Hemp initiative snuffed

Lieutenant governor throws out petition due to invalid signatures

Posted: Wednesday, January 15, 2003

Lt. Gov. Loren Leman stopped an initiative drive seeking to decriminalize marijuana, ruling Tuesday that hundreds of signatures collected were not valid.

Anchorage resident Tim Hinterberger, one of three primary sponsors of the initiative, said today he has not seen the ruling, but added he expects to appeal the decision.

"It's not going to go away," said Hinterberger, a 47-year-old student at the University of Alaska Anchorage. "Marijuana legalization is going to happen whether it's a continuation of our effort or somebody else's effort."

Leman, a former state senator who sponsored a bill in 1999 to turn back the state's medical marijuana laws, said in a statement that the pro-marijuana group will have to begin from scratch to get its measure before voters in 2004.

The proposed initiative would have asked voters in the August 2004 primary ballot to decriminalize and regulate marijuana.

Backers submitted 484 booklets containing signatures of Alaskans who supported putting the measure on the ballot. But officials with the state Division of Elections found several discrepancies in the petitions, Leman said in a press statement.

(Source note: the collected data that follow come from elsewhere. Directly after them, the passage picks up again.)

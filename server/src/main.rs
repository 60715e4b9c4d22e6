use std::error::Error;

use dotenvy::dotenv;
use sqlx::postgres::PgPoolOptions;
use tokio::net::TcpListener;
use tracing_subscriber::layer::SubscriberExt;
use tracing_subscriber::util::SubscriberInitExt;
use tracing_subscriber::EnvFilter;

use event_api::config::Config;
use event_api::routes::create_routes;
use event_api::state::AppState;

const DEFAULT_LOG_FILTER: &str = "event_api=info,tower_http=info";

#[tokio::main]
async fn main() {
    dotenv().ok();
    tracing_subscriber::registry()
        .with(EnvFilter::try_from_default_env().unwrap_or_else(|_| EnvFilter::new(DEFAULT_LOG_FILTER)))
        .with(tracing_subscriber::fmt::layer())
        .init();

    if let Err(e) = run().await {
        tracing::error!(error = %e, "Server failed");
        std::process::exit(1);
    }
}

async fn run() -> Result<(), Box<dyn Error>> {
    let config = Config::from_env()?;

    let state = match &config.database_url {
        Some(database_url) => {
            let pool = PgPoolOptions::new()
                .max_connections(config.max_connections)
                .connect(database_url)
                .await?;
            tracing::info!("Successfully connected to database");

            sqlx::migrate!().run(&pool).await?;
            tracing::info!("Migrations run successfully");

            AppState::postgres(pool, &config)
        }
        None => {
            tracing::warn!("DATABASE_URL is not set, keeping all data in memory");
            AppState::in_memory(&config)
        }
    };

    state.accounts.seed(&config.seed).await?;

    let app = create_routes(state, &config);

    let listener = TcpListener::bind(config.bind_addr).await?;
    tracing::info!("Server running at http://{}", config.bind_addr);

    axum::serve(listener, app).await?;
    Ok(())
}
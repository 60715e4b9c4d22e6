use std::collections::BTreeSet;

use async_trait::async_trait;
use sqlx::{FromRow, PgPool};
use uuid::Uuid;

use crate::models::{Account, AccountRole, Event};
use crate::repository::{
    AccountRepository, Direction, EventRepository, Page, PageRequest, RepositoryResult,
};

const EVENT_COLUMNS: &str = "id, name, description, begin_enrollment_date_time, \
    close_enrollment_date_time, begin_event_date_time, end_event_date_time, location, \
    base_price, max_price, limit_of_enrollment, offline, free, event_status, manager_id";

#[derive(Clone)]
pub struct PgEventRepository {
    pool: PgPool,
}

impl PgEventRepository {
    pub fn new(pool: PgPool) -> Self {
        Self { pool }
    }
}

#[async_trait]
impl EventRepository for PgEventRepository {
    async fn save(&self, event: &Event) -> RepositoryResult<Event> {
        let query = format!(
            "INSERT INTO events ({EVENT_COLUMNS}) \
             VALUES ($1, $2, $3, $4, $5, $6, $7, $8, $9, $10, $11, $12, $13, $14, $15) \
             ON CONFLICT (id) DO UPDATE SET \
                name = EXCLUDED.name, \
                description = EXCLUDED.description, \
                begin_enrollment_date_time = EXCLUDED.begin_enrollment_date_time, \
                close_enrollment_date_time = EXCLUDED.close_enrollment_date_time, \
                begin_event_date_time = EXCLUDED.begin_event_date_time, \
                end_event_date_time = EXCLUDED.end_event_date_time, \
                location = EXCLUDED.location, \
                base_price = EXCLUDED.base_price, \
                max_price = EXCLUDED.max_price, \
                limit_of_enrollment = EXCLUDED.limit_of_enrollment, \
                offline = EXCLUDED.offline, \
                free = EXCLUDED.free, \
                event_status = EXCLUDED.event_status, \
                manager_id = EXCLUDED.manager_id \
             RETURNING {EVENT_COLUMNS}"
        );

        sqlx::query_as::<_, Event>(&query)
            .bind(event.id)
            .bind(&event.name)
            .bind(&event.description)
            .bind(event.begin_enrollment_date_time)
            .bind(event.close_enrollment_date_time)
            .bind(event.begin_event_date_time)
            .bind(event.end_event_date_time)
            .bind(&event.location)
            .bind(event.base_price)
            .bind(event.max_price)
            .bind(event.limit_of_enrollment)
            .bind(event.offline)
            .bind(event.free)
            .bind(event.event_status.as_str())
            .bind(event.manager_id)
            .fetch_one(&self.pool)
            .await
    }

    async fn find_by_id(&self, id: Uuid) -> RepositoryResult<Option<Event>> {
        let query = format!("SELECT {EVENT_COLUMNS} FROM events WHERE id = $1");

        sqlx::query_as::<_, Event>(&query)
            .bind(id)
            .fetch_optional(&self.pool)
            .await
    }

    async fn find_all(&self, request: PageRequest) -> RepositoryResult<Page<Event>> {
        let total: i64 = sqlx::query_scalar("SELECT COUNT(*) FROM events")
            .fetch_one(&self.pool)
            .await?;

        // Column names come from a closed set, never from the request text.
        let order_by = match request.sort {
            Some(sort) => {
                let direction = match sort.direction {
                    Direction::Asc => "ASC",
                    Direction::Desc => "DESC",
                };
                format!("{} {direction}, id ASC", sort.property.column())
            }
            None => "id ASC".to_string(),
        };
        let query = format!(
            "SELECT {EVENT_COLUMNS} FROM events ORDER BY {order_by} LIMIT $1 OFFSET $2"
        );

        let content = sqlx::query_as::<_, Event>(&query)
            .bind(i64::from(request.size))
            .bind(i64::try_from(request.offset()).unwrap_or(i64::MAX))
            .fetch_all(&self.pool)
            .await?;

        Ok(Page {
            content,
            request,
            total_elements: u64::try_from(total).unwrap_or_default(),
        })
    }
}

#[derive(FromRow)]
struct AccountRow {
    id: Uuid,
    email: String,
    password: String,
    roles: Vec<String>,
}

impl TryFrom<AccountRow> for Account {
    type Error = sqlx::Error;

    fn try_from(row: AccountRow) -> Result<Self, Self::Error> {
        let roles: BTreeSet<AccountRole> = row
            .roles
            .iter()
            .map(|role| role.parse::<AccountRole>())
            .collect::<Result<_, _>>()
            .map_err(|e| sqlx::Error::Decode(Box::new(e)))?;

        Ok(Account {
            id: row.id,
            email: row.email,
            password: row.password,
            roles,
        })
    }
}

#[derive(Clone)]
pub struct PgAccountRepository {
    pool: PgPool,
}

impl PgAccountRepository {
    pub fn new(pool: PgPool) -> Self {
        Self { pool }
    }
}

#[async_trait]
impl AccountRepository for PgAccountRepository {
    async fn save(&self, account: &Account) -> RepositoryResult<Account> {
        let roles: Vec<String> = account
            .roles
            .iter()
            .map(|role| role.as_str().to_string())
            .collect();

        let row = sqlx::query_as::<_, AccountRow>(
            "INSERT INTO accounts (id, email, password, roles) VALUES ($1, $2, $3, $4) \
             ON CONFLICT (email) DO UPDATE SET \
                password = EXCLUDED.password, \
                roles = EXCLUDED.roles \
             RETURNING id, email, password, roles",
        )
        .bind(account.id)
        .bind(&account.email)
        .bind(&account.password)
        .bind(roles)
        .fetch_one(&self.pool)
        .await?;

        Account::try_from(row)
    }

    async fn find_by_email(&self, email: &str) -> RepositoryResult<Option<Account>> {
        let row = sqlx::query_as::<_, AccountRow>(
            "SELECT id, email, password, roles FROM accounts WHERE email = $1",
        )
        .bind(email)
        .fetch_optional(&self.pool)
        .await?;

        row.map(Account::try_from).transpose()
    }
}
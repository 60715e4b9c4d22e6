pub mod error;
pub mod hal;
pub mod response;
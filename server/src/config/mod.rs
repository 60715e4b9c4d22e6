use std::env;
use std::net::SocketAddr;

use thiserror::Error;

pub mod cors;
pub mod security;

pub use cors::create_cors_layer;
pub use security::create_security_headers_layer;

const DEFAULT_MAX_CONNECTIONS: u32 = 5;
const DEFAULT_CLIENT_ID: &str = "myApp";
const DEFAULT_CLIENT_SECRET: &str = "pass";
const DEFAULT_ACCESS_TOKEN_VALIDITY_SECS: i64 = 10 * 60;
const DEFAULT_REFRESH_TOKEN_VALIDITY_SECS: i64 = 6 * 10 * 60;
pub(crate) const DEFAULT_ALLOWED_ORIGINS: &str = "http://localhost:3000,http://localhost:5173";

#[derive(Debug, Error)]
pub enum ConfigError {
    #[error("{key} has an invalid value '{value}'")]
    InvalidValue { key: &'static str, value: String },
}

/// OAuth2 client registration and token lifetimes.
#[derive(Debug, Clone)]
pub struct OAuthConfig {
    pub client_id: String,
    pub client_secret: String,
    pub access_token_validity_secs: i64,
    pub refresh_token_validity_secs: i64,
}

/// Accounts created at startup.
#[derive(Debug, Clone)]
pub struct SeedAccounts {
    pub admin_username: String,
    pub admin_password: String,
    pub user_username: String,
    pub user_password: String,
}

#[derive(Debug, Clone)]
pub struct Config {
    /// When unset the server runs on in-memory repositories.
    pub database_url: Option<String>,
    pub max_connections: u32,
    pub bind_addr: SocketAddr,
    pub production: bool,
    pub cors_allowed_origins: String,
    pub password_hash_cost: u32,
    pub oauth: OAuthConfig,
    pub seed: SeedAccounts,
}

impl Config {
    pub fn from_env() -> Result<Self, ConfigError> {
        Self::from_lookup(|key| env::var(key).ok())
    }

    pub fn from_lookup<F>(lookup: F) -> Result<Self, ConfigError>
    where
        F: Fn(&str) -> Option<String>,
    {
        let text = |key: &str, default: &str| lookup(key).unwrap_or_else(|| default.to_string());

        Ok(Self {
            database_url: lookup("DATABASE_URL").filter(|url| !url.trim().is_empty()),
            max_connections: parse(&lookup, "DATABASE_MAX_CONNECTIONS", DEFAULT_MAX_CONNECTIONS)?,
            bind_addr: parse(&lookup, "BIND_ADDR", default_bind_addr())?,
            production: lookup("RUST_ENV")
                .map(|v| v.to_lowercase() == "production")
                .unwrap_or(false),
            cors_allowed_origins: text("CORS_ALLOWED_ORIGINS", DEFAULT_ALLOWED_ORIGINS),
            password_hash_cost: parse(&lookup, "PASSWORD_HASH_COST", bcrypt::DEFAULT_COST)?,
            oauth: OAuthConfig {
                client_id: text("OAUTH_CLIENT_ID", DEFAULT_CLIENT_ID),
                client_secret: text("OAUTH_CLIENT_SECRET", DEFAULT_CLIENT_SECRET),
                access_token_validity_secs: parse(
                    &lookup,
                    "ACCESS_TOKEN_VALIDITY_SECS",
                    DEFAULT_ACCESS_TOKEN_VALIDITY_SECS,
                )?,
                refresh_token_validity_secs: parse(
                    &lookup,
                    "REFRESH_TOKEN_VALIDITY_SECS",
                    DEFAULT_REFRESH_TOKEN_VALIDITY_SECS,
                )?,
            },
            seed: SeedAccounts {
                admin_username: text("APP_ADMIN_USERNAME", "admin@email.com"),
                admin_password: text("APP_ADMIN_PASSWORD", "admin"),
                user_username: text("APP_USER_USERNAME", "user@email.com"),
                user_password: text("APP_USER_PASSWORD", "user"),
            },
        })
    }
}

fn default_bind_addr() -> SocketAddr {
    SocketAddr::from(([0, 0, 0, 0], 3001))
}

fn parse<F, T>(lookup: &F, key: &'static str, default: T) -> Result<T, ConfigError>
where
    F: Fn(&str) -> Option<String>,
    T: std::str::FromStr,
{
    match lookup(key) {
        Some(value) => value
            .trim()
            .parse()
            .map_err(|_| ConfigError::InvalidValue { key, value }),
        None => Ok(default),
    }
}

#[cfg(test)]
mod tests {
    use super::*;
    use std::collections::HashMap;

    fn config_from(pairs: &[(&str, &str)]) -> Result<Config, ConfigError> {
        let vars: HashMap<String, String> = pairs
            .iter()
            .map(|(k, v)| (k.to_string(), v.to_string()))
            .collect();
        Config::from_lookup(|key| vars.get(key).cloned())
    }

    #[test]
    fn test_defaults_without_environment() {
        let config = config_from(&[]).unwrap();

        assert!(config.database_url.is_none());
        assert_eq!(config.bind_addr.to_string(), "0.0.0.0:3001");
        assert_eq!(config.max_connections, 5);
        assert!(!config.production);
        assert_eq!(config.oauth.client_id, "myApp");
        assert_eq!(config.oauth.access_token_validity_secs, 600);
        assert_eq!(config.oauth.refresh_token_validity_secs, 3600);
        assert_eq!(config.seed.user_username, "user@email.com");
        assert_eq!(config.password_hash_cost, bcrypt::DEFAULT_COST);
    }

    #[test]
    fn test_overrides_from_environment() {
        let config = config_from(&[
            ("DATABASE_URL", "postgres://localhost/events"),
            ("BIND_ADDR", "127.0.0.1:8080"),
            ("RUST_ENV", "Production"),
            ("OAUTH_CLIENT_ID", "console"),
            ("ACCESS_TOKEN_VALIDITY_SECS", "30"),
        ])
        .unwrap();

        assert_eq!(
            config.database_url.as_deref(),
            Some("postgres://localhost/events")
        );
        assert_eq!(config.bind_addr.port(), 8080);
        assert!(config.production);
        assert_eq!(config.oauth.client_id, "console");
        assert_eq!(config.oauth.access_token_validity_secs, 30);
    }

    #[test]
    fn test_blank_database_url_means_in_memory() {
        let config = config_from(&[("DATABASE_URL", "  ")]).unwrap();
        assert!(config.database_url.is_none());
    }

    #[test]
    fn test_invalid_number_is_rejected() {
        let err = config_from(&[("DATABASE_MAX_CONNECTIONS", "many")]).unwrap_err();
        assert!(err.to_string().contains("DATABASE_MAX_CONNECTIONS"));
    }
}
#[cfg(test)]
mod tests {
    use super::*;
    use crate::models::{Account, AccountRole};
    use crate::repository::InMemoryAccountRepository;

    fn oauth_config() -> OAuthConfig {
        OAuthConfig {
            client_id: "myApp".to_string(),
            client_secret: "pass".to_string(),
            access_token_validity_secs: 600,
            refresh_token_validity_secs: 3600,
        }
    }

    fn client() -> Option<ClientCredentials> {
        Some(ClientCredentials {
            client_id: "myApp".to_string(),
            client_secret: "pass".to_string(),
        })
    }

    fn password_grant(username: &str, password: &str) -> TokenRequest {
        TokenRequest {
            grant_type: Some("password".to_string()),
            username: Some(username.to_string()),
            password: Some(password.to_string()),
            refresh_token: None,
        }
    }

    async fn token_service() -> TokenService {
        let accounts = Arc::new(AccountService::new(
            Arc::new(InMemoryAccountRepository::new()),
            4,
        ));
        accounts
            .save_account(Account::new("user@email.com", "user", [AccountRole::User]))
            .await
            .unwrap();
        TokenService::new(accounts, oauth_config())
    }

    #[tokio::test]
    async fn test_password_grant_issues_tokens() {
        let service = token_service().await;

        let response = service
            .grant(client(), password_grant("user@email.com", "user"))
            .await
            .unwrap();

        assert_eq!(response.token_type, "bearer");
        assert_eq!(response.expires_in, 600);
        assert_eq!(response.scope, "read write");
        assert_ne!(response.access_token, response.refresh_token);
        assert_eq!(
            service.resolve_access_token(&response.access_token).await,
            Some("user@email.com".to_string())
        );
    }

    #[tokio::test]
    async fn test_wrong_password_is_invalid_grant() {
        let service = token_service().await;

        let err = service
            .grant(client(), password_grant("user@email.com", "nope"))
            .await
            .unwrap_err();

        assert_eq!(err.code(), "invalid_grant");
        assert_eq!(err.status_code(), StatusCode::BAD_REQUEST);
    }

    #[tokio::test]
    async fn test_unknown_client_is_rejected() {
        let service = token_service().await;
        let wrong_secret = Some(ClientCredentials {
            client_id: "myApp".to_string(),
            client_secret: "guess".to_string(),
        });

        for credentials in [None, wrong_secret] {
            let err = service
                .grant(credentials, password_grant("user@email.com", "user"))
                .await
                .unwrap_err();
            assert_eq!(err.status_code(), StatusCode::UNAUTHORIZED);
        }
    }

    #[tokio::test]
    async fn test_unsupported_and_incomplete_requests() {
        let service = token_service().await;

        let mut request = password_grant("user@email.com", "user");
        request.grant_type = Some("client_credentials".to_string());
        let err = service.grant(client(), request).await.unwrap_err();
        assert_eq!(err.code(), "unsupported_grant_type");

        let mut request = password_grant("user@email.com", "user");
        request.password = None;
        let err = service.grant(client(), request).await.unwrap_err();
        assert_eq!(err.code(), "invalid_request");
    }

    #[tokio::test]
    async fn test_refresh_grant_rotates_tokens() {
        let service = token_service().await;
        let first = service
            .grant(client(), password_grant("user@email.com", "user"))
            .await
            .unwrap();

        let refresh = TokenRequest {
            grant_type: Some("refresh_token".to_string()),
            refresh_token: Some(first.refresh_token.clone()),
            ..TokenRequest::default()
        };
        let second = service.grant(client(), refresh.clone()).await.unwrap();

        assert_ne!(first.access_token, second.access_token);
        assert!(service.resolve_access_token(&first.access_token).await.is_none());
        assert!(service.resolve_access_token(&second.access_token).await.is_some());

        // A refresh token can only be redeemed once.
        let err = service.grant(client(), refresh).await.unwrap_err();
        assert_eq!(err.code(), "invalid_grant");
    }

    #[tokio::test]
    async fn test_expired_access_token_is_not_resolved() {
        let store = TokenStore::new(0, 0);
        let issued = store.issue("user@email.com").await;

        assert!(store.read_access_token(&issued.access_token).await.is_none());
        assert!(store.redeem_refresh_token(&issued.refresh_token).await.is_none());
    }

    #[tokio::test]
    async fn test_issuing_sweeps_abandoned_expired_tokens() {
        let store = TokenStore::new(0, 0);
        let first = store.issue("user@email.com").await;
        let second = store.issue("admin@email.com").await;

        let tokens = store.tokens.read().await;
        assert!(!tokens.access.contains_key(&first.access_token));
        assert!(!tokens.refresh.contains_key(&first.refresh_token));
        assert!(tokens.access.contains_key(&second.access_token));
        assert_eq!(tokens.access.len() + tokens.refresh.len(), 2);
    }

    #[test]
    fn test_client_credentials_from_basic_header() {
        let mut headers = HeaderMap::new();
        let encoded = STANDARD.encode("myApp:pa:ss");
        headers.insert(
            header::AUTHORIZATION,
            HeaderValue::from_str(&format!("Basic {encoded}")).unwrap(),
        );

        let credentials = ClientCredentials::from_headers(&headers).unwrap();
        assert_eq!(credentials.client_id, "myApp");
        assert_eq!(credentials.client_secret, "pa:ss");

        headers.insert(header::AUTHORIZATION, HeaderValue::from_static("Bearer abc"));
        assert!(ClientCredentials::from_headers(&headers).is_none());
    }

    #[test]
    fn test_generated_tokens_are_unique_and_url_safe() {
        let a = generate_token();
        let b = generate_token();
        assert_ne!(a, b);
        assert_eq!(a.len(), 43);
        assert!(a.chars().all(|c| c.is_ascii_alphanumeric() || c == '-' || c == '_'));
    }
}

In several instances the identity of those who signed the petitions could not be verified or were not registered voters, a spokeswoman for the Division of Elections said.

Election workers also did not count 194 booklets containing signatures because of poor record keeping, the division said.

Alaska law requires a petition drive to collect signatures equal to 10 percent of the voters in the previous statewide election to get an initiative on the ballot.

Backers of the marijuana initiative needed 28,782 signatures to get the measure on the 2004 ballot. The state Division of Elections verified 21,737 signatures of registered voters, said spokeswoman Virginia Breeze.

The lieutenant governor's office said initiative sponsors will have to start the petition process again to get it on the ballot.

Along with Hinterberger, Georgia Mario of Chugiak and Randall Patterson of Anchorage were listed as primary sponsors of the initiative.

Juneau Empire reporter Tim Inklebarger contributed to this article.